How do we know whether our model is overfitting or underfitting to the training set?

Answer: At the beginning, we save some examples as the validation set and use it to test the performance of the model. 

|Models | Accuracy on the training set | Accuracy on the validation set | 
|---|---|---|
| Model A | 90%| 70% |
| Model B | 80%| 75% |
| Model C | 70%| 65% |

* With this additional information, can you guess which model will likely perform better for the unseen data?
* Which of these three models would you suspect for overfitting to the training data?
* Which of these three models would you suspect for underfitting to the training data?

#### Key take-aways so far:
- Always save some examples from the datasets for testing model performance.
- Pay attention to the model performance on the validation set rather than solely on the training set.
- Watch out for both under-fitting and over-fitting.

#### How to keep a check on overfitting?

Tuning the hyper-parameters of the trees:
* Early-stopping (or pre-pruning):  
    Termination criteria:
    * Minimum number of examples in a leaf node
    * Maximum depth

* Post-pruning: The tree grows until it perfectly classifies all training examples and it is pruned using error estimates

Pre-processing the training data:

In [None]:
import warnings
warnings.simplefilter('ignore')

import pandas as pd
path = 'data/'
df = pd.read_csv(path + 'titanic.csv')

# Filling missing values
df['Age'] = df['Age'].fillna(df['Age'].median()) 

# Encoding categorical variable
df['Sex'] = df['Sex'].replace({'male': 0, 'female': 1})

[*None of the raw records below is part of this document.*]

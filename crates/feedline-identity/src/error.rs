//! Error types for the identity-provider boundary.

use thiserror::Error;

/// Result type alias for identity operations.
pub type IdentityResult<T> = Result<T, IdentityError>;

/// Errors that can occur during identity operations.
#[derive(Debug, Error)]
pub enum IdentityError {
    /// An account with this email already exists.
    #[error("email already in use: {0}")]
    EmailExists(String),

    /// No account matches the lookup.
    #[error("no account for {0}")]
    UserNotFound(String),

    /// A session token failed verification. Malformed, expired and revoked
    /// tokens are indistinguishable here.
    #[error("invalid session token: {0}")]
    InvalidToken(String),

    /// The provider's exchange response carried no session token.
    #[error("provider response lacked a session token")]
    MissingSessionToken,

    /// Token signing failed.
    #[error("token signing failed: {0}")]
    Signing(#[from] jsonwebtoken::errors::Error),

    /// Transport-level failure talking to the provider.
    #[error("provider request failed: {0}")]
    Http(#[from] reqwest::Error),

    /// The provider rejected the request.
    #[error("provider rejected request: status {status}: {message}")]
    Provider { status: u16, message: String },

    /// Authorization for an admin call failed.
    #[error("provider authorization failed: {0}")]
    Auth(#[from] feedline_core::TokenError),

    /// Credential hashing failed.
    #[error("credential hashing failed: {0}")]
    Hashing(String),

    /// The provider returned a payload this client cannot interpret.
    #[error("malformed provider response: {0}")]
    Decode(String),
}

# Discarding features for simplicity
features_to_keep = ['Age', 'Fare', 'Pclass', 'Sex']
X = df[features_to_keep]
y = df['Survived']

Splitting  the dataset into training and validation set using [`train_test_split`](https://scikit-learn.org/stable/modules/generated/sklearn.model_selection.train_test_split.html) from [scikit-learn](https://scikit-learn.org/stable/):

In [None]:
from sklearn.model_selection import train_test_split
X_train, X_valid, y_train, y_valid = train_test_split(X, y, random_state=0)

Using the decision tree classifier implementation [`DecisionTreeClassifier`](https://scikit-learn.org/stable/modules/generated/sklearn.tree.DecisionTreeClassifier.html) from [scikit-learn](https://scikit-learn.org/stable/):

In [None]:
from sklearn.tree import DecisionTreeClassifier
DT = DecisionTreeClassifier()

Generating the decision tree using the training dataset:

In [None]:
DT.fit(X_train, y_train)

Testing the accuracy of the classifier on both training and validation dataset:

In [None]:
train_acc = DT.score(X_train, y_train)
print("Accuracy of the Decision Tree classifier on training set:", train_acc)
valid_acc = DT.score(X_valid, y_valid)
print("Accuracy of the Decision Tree classifier on validation set:", valid_acc)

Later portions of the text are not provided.